Der Vereins- bzw. Stiftungszweck allein beschränkt die Vertretungsmacht des Vorstands nicht. Die Beschränkung des Vorstands, nur im Rahmen des (gemeinnützigen) Zwecks die Stiftung oder den Verein wirksam vertreten zu können, kann sich also auch insofern nur aus einer eindeutigen Satzungsregelung ergeben. In dieser Aussage liegt die wesentliche Neuerung im Urteil des BGH vom 15.04.2021; die bisherige Rechtsprechung zum Vereins- und Stiftungsrecht sah das nämlich noch anders und ging davon aus, dass der Zweck auch ohne besondere Satzungsregelung die Vertretungsmach des Vorstands beschränkt.

Vor allem gemeinnützige Vereine und Stiftungen sollten nach dem Urteil des BGH ihren Handlungsbedarf überprüfen: Wer vermeiden will, dass sein Vorstand außerhalb des (gemeinnützigen) Zwecks wirksame Rechtsgeschäfte abschließt – und damit die Gemeinnützigkeit der Stiftung oder des Vereins gefährden kann (im schlimmsten Fall droht eine Nachversteuerung der Ergebnisse der letzten zehn Jahre) – sollte zeitnah eine eindeutige Einschränkung der Vertretungsmacht für diese Fälle in die Stiftungssatzung aufnehmen. Auch darüber hinaus sollten Stiftungen und Vereine das Urteil des BGH zum Anlass nehmen, um sich über sinnvolle Beschränkungen der Vorstandstätigkeit in ihrer Organisation Gedanken zu machen.

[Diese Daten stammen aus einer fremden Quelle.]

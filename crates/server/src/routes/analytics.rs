//! Dashboard and reporting routes.

use axum::{
    Json, Router,
    extract::{Query, State},
    routing::get,
};
use serde::{Deserialize, Serialize};
use tracing::instrument;

use crate::{
    db::{AnalyticsRepository, OrderRepository},
    error::AppError,
    middleware::RequireStaff,
    models::{
        CityStat, CustomerSegment, DashboardCounts, MonthlyAcquisition, OrderSummary,
        ProductSales, RepeatRate, SalesInterval, SalesPoint, StatusBreakdown, StatusCount,
        TopCustomer,
    },
    state::AppState,
};

use super::PeriodQuery;

const DASHBOARD_LIST_LIMIT: i64 = 10;
const TOP_CITIES: i64 = 15;
const TOP_PRODUCTS: i64 = 20;

pub fn router() -> Router<AppState> {
    Router::new()
        .route("/dashboard", get(dashboard))
        .route("/sales-over-time", get(sales_over_time))
        .route("/customers", get(customers))
        .route("/products", get(products))
        .route("/retention", get(retention))
}

#[derive(Debug, Deserialize)]
pub struct SalesQuery {
    pub period: Option<i64>,
    #[serde(default)]
    pub interval: SalesInterval,
}

#[derive(Debug, Serialize)]
pub struct Dashboard {
    pub overview: DashboardCounts,
    pub top_customers: Vec<TopCustomer>,
    pub recent_orders: Vec<OrderSummary>,
    pub status_distribution: Vec<StatusBreakdown>,
}

#[derive(Debug, Serialize)]
pub struct SalesOverTime {
    pub period_days: i64,
    pub interval: SalesInterval,
    pub data: Vec<SalesPoint>,
}

#[derive(Debug, Serialize)]
pub struct CustomerAnalytics {
    pub by_status: Vec<StatusCount>,
    pub acquisition: Vec<MonthlyAcquisition>,
    pub lifetime_value_segments: Vec<CustomerSegment>,
    pub top_cities: Vec<CityStat>,
}

#[derive(Debug, Serialize)]
pub struct ProductAnalytics {
    pub period_days: i64,
    pub top_products: Vec<ProductSales>,
}

#[derive(Debug, Serialize)]
pub struct Retention {
    pub segments: Vec<CustomerSegment>,
    pub repeat_purchase_rate: RepeatRate,
}

#[instrument(skip(_staff, state))]
async fn dashboard(
    RequireStaff(_staff): RequireStaff,
    State(state): State<AppState>,
) -> Result<Json<Dashboard>, AppError> {
    let analytics = AnalyticsRepository::new(state.pool());

    Ok(Json(Dashboard {
        overview: analytics.dashboard_counts().await?,
        top_customers: analytics.top_customers(DASHBOARD_LIST_LIMIT).await?,
        recent_orders: OrderRepository::new(state.pool())
            .recent(DASHBOARD_LIST_LIMIT)
            .await?,
        status_distribution: analytics.status_distribution().await?,
    }))
}

#[instrument(skip(_staff, state))]
async fn sales_over_time(
    RequireStaff(_staff): RequireStaff,
    State(state): State<AppState>,
    Query(query): Query<SalesQuery>,
) -> Result<Json<SalesOverTime>, AppError> {
    let days = PeriodQuery {
        period: query.period,
    }
    .days();
    let data = AnalyticsRepository::new(state.pool())
        .sales_over_time(days, query.interval)
        .await?;

    Ok(Json(SalesOverTime {
        period_days: days,
        interval: query.interval,
        data,
    }))
}

#[instrument(skip(_staff, state))]
async fn customers(
    RequireStaff(_staff): RequireStaff,
    State(state): State<AppState>,
) -> Result<Json<CustomerAnalytics>, AppError> {
    let analytics = AnalyticsRepository::new(state.pool());

    Ok(Json(CustomerAnalytics {
        by_status: analytics.customers_by_status().await?,
        acquisition: analytics.customer_acquisition().await?,
        lifetime_value_segments: analytics.lifetime_value_segments().await?,
        top_cities: analytics.top_cities(TOP_CITIES).await?,
    }))
}

#[instrument(skip(_staff, state))]
async fn products(
    RequireStaff(_staff): RequireStaff,
    State(state): State<AppState>,
    Query(period): Query<PeriodQuery>,
) -> Result<Json<ProductAnalytics>, AppError> {
    let days = period.days();
    let top_products = AnalyticsRepository::new(state.pool())
        .top_products(days, TOP_PRODUCTS)
        .await?;

    Ok(Json(ProductAnalytics {
        period_days: days,
        top_products,
    }))
}

#[instrument(skip(_staff, state))]
async fn retention(
    RequireStaff(_staff): RequireStaff,
    State(state): State<AppState>,
) -> Result<Json<Retention>, AppError> {
    let analytics = AnalyticsRepository::new(state.pool());

    Ok(Json(Retention {
        segments: analytics.retention_segments().await?,
        repeat_purchase_rate: analytics.repeat_rate().await?,
    }))
}
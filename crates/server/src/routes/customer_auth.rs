//! Customer portal account routes. All public.

use axum::{
    Json, Router,
    extract::{Path, State},
    http::StatusCode,
    response::{IntoResponse, Response},
    routing::{get, post},
};
use serde::{Deserialize, Serialize};
use tracing::{info, instrument, warn};

use webshop_crm_core::{CustomerId, WebshopId};

use crate::{
    error::{AppError, Validator},
    models::Customer,
    services::{AuthError, CustomerAuthService, auth::CustomerRegistration},
    state::AppState,
};

use super::{JsonBody, MessageResponse};

const RESEND_MESSAGE: &str =
    "If an unverified account exists for this email, a new verification link has been sent";
const FORGOT_MESSAGE: &str =
    "If an account exists for this email, a password reset link has been sent";

pub fn router() -> Router<AppState> {
    Router::new()
        .route("/register", post(register))
        .route("/login", post(login))
        .route("/verify/{token}", get(verify))
        .route("/resend-verification", post(resend_verification))
        .route("/forgot-password", post(forgot_password))
        .route("/reset-password/{token}", post(reset_password))
}

#[derive(Debug, Deserialize)]
pub struct RegisterRequest {
    pub email: String,
    pub password: String,
    pub first_name: String,
    pub last_name: String,
    pub phone: Option<String>,
    pub webshop_id: Option<WebshopId>,
}

#[derive(Debug, Serialize)]
pub struct RegisterResponse {
    pub message: &'static str,
    pub customer_id: CustomerId,
}

#[derive(Debug, Deserialize)]
pub struct LoginRequest {
    pub email: String,
    pub password: String,
}

#[derive(Debug, Serialize)]
pub struct LoginResponse {
    pub message: &'static str,
    pub token: String,
    pub customer: Customer,
}

#[derive(Debug, Serialize)]
pub struct VerificationRequired {
    pub error: String,
    pub requires_verification: bool,
}

#[derive(Debug, Deserialize)]
pub struct EmailRequest {
    pub email: String,
}

#[derive(Debug, Deserialize)]
pub struct ResetRequest {
    pub password: String,
}

fn verification_link(state: &AppState, token: &str) -> String {
    format!(
        "{}/api/customer-auth/verify/{token}",
        state.config().base_url.trim_end_matches('/')
    )
}

fn reset_link(state: &AppState, token: &str) -> String {
    format!(
        "{}/reset-password/{token}",
        state.config().base_url.trim_end_matches('/')
    )
}

async fn send_verification(state: &AppState, customer: &Customer, token: &str) {
    let link = verification_link(state, token);
    if let Err(e) = state.email().send_verification(customer, &link).await {
        warn!(customer_id = %customer.id, error = %e, "Failed to send verification email");
    }
}

#[instrument(skip(state, body), fields(email = %body.email))]
async fn register(
    State(state): State<AppState>,
    JsonBody(body): JsonBody<RegisterRequest>,
) -> Result<(StatusCode, Json<RegisterResponse>), AppError> {
    Validator::new()
        .required(&body.email, "email")
        .required(&body.first_name, "first_name")
        .required(&body.last_name, "last_name")
        .finish()?;

    let (customer, token) = CustomerAuthService::new(state.pool(), state.keys())
        .register(CustomerRegistration {
            email: &body.email,
            password: &body.password,
            first_name: &body.first_name,
            last_name: &body.last_name,
            phone: body.phone.filter(|p| !p.trim().is_empty()),
            webshop_id: body.webshop_id,
        })
        .await?;

    send_verification(&state, &customer, &token).await;

    info!(customer_id = %customer.id, "Customer portal account registered");
    Ok((
        StatusCode::CREATED,
        Json(RegisterResponse {
            message: "Registration successful. Please check your email to verify your account.",
            customer_id: customer.id,
        }),
    ))
}

#[instrument(skip(state, body), fields(email = %body.email))]
async fn login(
    State(state): State<AppState>,
    JsonBody(body): JsonBody<LoginRequest>,
) -> Result<Response, AppError> {
    let result = CustomerAuthService::new(state.pool(), state.keys())
        .login(&body.email, &body.password)
        .await;

    match result {
        Ok((customer, token)) => {
            info!(customer_id = %customer.id, "Customer logged in");
            Ok(Json(LoginResponse {
                message: "Login successful",
                token,
                customer,
            })
            .into_response())
        }
        Err(err @ AuthError::NotVerified) => Ok((
            StatusCode::FORBIDDEN,
            Json(VerificationRequired {
                error: err.to_string(),
                requires_verification: true,
            }),
        )
            .into_response()),
        Err(e) => Err(e.into()),
    }
}

#[instrument(skip_all)]
async fn verify(
    State(state): State<AppState>,
    Path(token): Path<String>,
) -> Result<Json<MessageResponse>, AppError> {
    let customer_id = CustomerAuthService::new(state.pool(), state.keys())
        .verify_email(&token)
        .await?;

    info!(customer_id = %customer_id, "Customer email verified");
    Ok(Json(MessageResponse::new(
        "Email verified successfully. You can now log in.",
    )))
}

#[instrument(skip_all)]
async fn resend_verification(
    State(state): State<AppState>,
    JsonBody(body): JsonBody<EmailRequest>,
) -> Result<Json<MessageResponse>, AppError> {
    if let Some((customer, token)) = CustomerAuthService::new(state.pool(), state.keys())
        .resend_verification(&body.email)
        .await?
    {
        send_verification(&state, &customer, &token).await;
    }
    Ok(Json(MessageResponse::new(RESEND_MESSAGE)))
}

#[instrument(skip_all)]
async fn forgot_password(
    State(state): State<AppState>,
    JsonBody(body): JsonBody<EmailRequest>,
) -> Result<Json<MessageResponse>, AppError> {
    if let Some((customer, token)) = CustomerAuthService::new(state.pool(), state.keys())
        .forgot_password(&body.email)
        .await?
    {
        let link = reset_link(&state, &token);
        if let Err(e) = state.email().send_password_reset(&customer, &link).await {
            warn!(customer_id = %customer.id, error = %e, "Failed to send password reset email");
        }
    }
    Ok(Json(MessageResponse::new(FORGOT_MESSAGE)))
}

#[instrument(skip_all)]
async fn reset_password(
    State(state): State<AppState>,
    Path(token): Path<String>,
    JsonBody(body): JsonBody<ResetRequest>,
) -> Result<Json<MessageResponse>, AppError> {
    CustomerAuthService::new(state.pool(), state.keys())
        .reset_password(&token, &body.password)
        .await?;

    info!("Customer password reset");
    Ok(Json(MessageResponse::new("Password has been reset successfully")))
}
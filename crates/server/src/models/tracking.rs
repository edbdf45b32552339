use chrono::{DateTime, NaiveDate, Utc};
use rust_decimal::Decimal;
use serde::Serialize;

use webshop_crm_core::{OrderId, TrackingId};

/// A carrier label created for an order.
#[derive(Debug, Clone, Serialize)]
pub struct ShipmentRecord {
    pub id: TrackingId,
    pub order_id: OrderId,
    pub carrier: String,
    pub tracking_number: String,
    pub label_url: Option<String>,
    pub shipment_id: Option<String>,
    pub status: String,
    pub estimated_delivery: Option<NaiveDate>,
    pub cost: Decimal,
    pub created_at: DateTime<Utc>,
}

#[derive(Debug, Clone)]
pub struct NewShipmentRecord {
    pub order_id: OrderId,
    pub carrier: String,
    pub tracking_number: String,
    pub label_url: Option<String>,
    pub shipment_id: Option<String>,
    pub estimated_delivery: Option<NaiveDate>,
    pub cost: Decimal,
}
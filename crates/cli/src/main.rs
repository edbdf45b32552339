//! Webshop CRM CLI - database migrations, staff accounts and seed data.
//!
//! # Usage
//!
//! ```bash
//! # Apply database migrations
//! crm-cli migrate
//!
//! # Create a staff user
//! crm-cli user create -e jan@example.nl -f Jan -l Jansen -p geheim123 -r manager
//!
//! # Ensure the default admin exists, then import demo data
//! crm-cli seed --file demos/demo.yaml
//! ```
//!
//! All commands read `CRM_DATABASE_URL` (falling back to `DATABASE_URL`).

#![cfg_attr(not(test), forbid(unsafe_code))]

use std::path::PathBuf;

use clap::{Parser, Subcommand};

mod commands;

#[derive(Parser)]
#[command(name = "crm-cli")]
#[command(author, version, about = "Webshop CRM CLI tools")]
struct Cli {
    #[command(subcommand)]
    command: Commands,
}

#[derive(Subcommand)]
enum Commands {
    /// Run database migrations
    Migrate,
    /// Manage staff users
    User {
        #[command(subcommand)]
        action: UserAction,
    },
    /// Create the default admin and optionally import seed data
    Seed {
        /// YAML file with webshops, customers, products, rules and costs
        #[arg(short, long)]
        file: Option<PathBuf>,
    },
}

#[derive(Subcommand)]
enum UserAction {
    /// Create a new staff user
    Create {
        /// Email address
        #[arg(short, long)]
        email: String,

        /// First name
        #[arg(short, long)]
        first_name: String,

        /// Last name
        #[arg(short, long)]
        last_name: String,

        /// Initial password
        #[arg(short, long)]
        password: String,

        /// Role (`admin`, `manager`, `user`)
        #[arg(short, long, default_value = "user")]
        role: String,
    },
}

#[tokio::main]
async fn main() {
    tracing_subscriber::fmt()
        .with_env_filter(
            tracing_subscriber::EnvFilter::try_from_default_env()
                .unwrap_or_else(|_| "info,sqlx=warn".into()),
        )
        .init();

    let cli = Cli::parse();

    let result: Result<(), Box<dyn std::error::Error>> = run(cli).await;

    if let Err(e) = result {
        tracing::error!("Command failed: {e}");
        std::process::exit(1);
    }
}

async fn run(cli: Cli) -> Result<(), Box<dyn std::error::Error>> {
    match cli.command {
        Commands::Migrate => commands::migrate::run().await?,
        Commands::User { action } => match action {
            UserAction::Create {
                email,
                first_name,
                last_name,
                password,
                role,
            } => {
                commands::user::create(&email, &first_name, &last_name, &password, &role).await?;
            }
        },
        Commands::Seed { file } => commands::seed::run(file.as_deref()).await?,
    }
    Ok(())
}
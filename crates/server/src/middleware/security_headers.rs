//! Security headers for API responses.

use axum::{
    extract::Request,
    http::{
        HeaderName, HeaderValue,
        header::{CACHE_CONTROL, REFERRER_POLICY, X_CONTENT_TYPE_OPTIONS, X_FRAME_OPTIONS},
    },
    middleware::Next,
    response::Response,
};

/// Add security headers to all responses.
///
/// Headers applied:
/// - `X-Frame-Options: DENY`
/// - `X-Content-Type-Options: nosniff`
/// - `Referrer-Policy: no-referrer`
/// - `Cache-Control: no-store, max-age=0` (customer data must not be cached)
/// - `Cross-Origin-Opener-Policy: same-origin`
pub async fn security_headers_middleware(request: Request, next: Next) -> Response {
    let mut response = next.run(request).await;
    let headers = response.headers_mut();

    headers.insert(X_FRAME_OPTIONS, HeaderValue::from_static("DENY"));
    headers.insert(X_CONTENT_TYPE_OPTIONS, HeaderValue::from_static("nosniff"));
    headers.insert(REFERRER_POLICY, HeaderValue::from_static("no-referrer"));

    headers.insert(CACHE_CONTROL, HeaderValue::from_static("no-store, max-age=0"));

    headers.insert(
        HeaderName::from_static("cross-origin-opener-policy"),
        HeaderValue::from_static("same-origin"),
    );

    response
}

Dabei ist darauf zu achten, dass ein ausgewogenes Verhältnis zwischen Schutz der Stiftung bzw. des Vereins und Flexibilität des Vorstandshandelns bleibt, denn zu weitgehende Einschränkungen können die Arbeit des Vorstands blockieren. Das Vereins- und Stiftungsrecht lässt jedoch genügend Möglichkeiten, durch auf den Einzelfall abgestimmte Beschränkungen für das Innen- wie Außenverhältnis die für den Verein bzw. die Stiftung passende Lösung zu finden.

Die kürzlich beschlossene, umfangreiche Stiftungsrechtsreform ist bei Stiftungen ein Grund mehr zum Blick auf die eigene Satzung: Die gesetzlichen Neuregelungen können weiteren Anpassungsbedarf – und weiteren Gestaltungsspielraum – begründen, der von Stiftungen nicht verpasst werden sollte.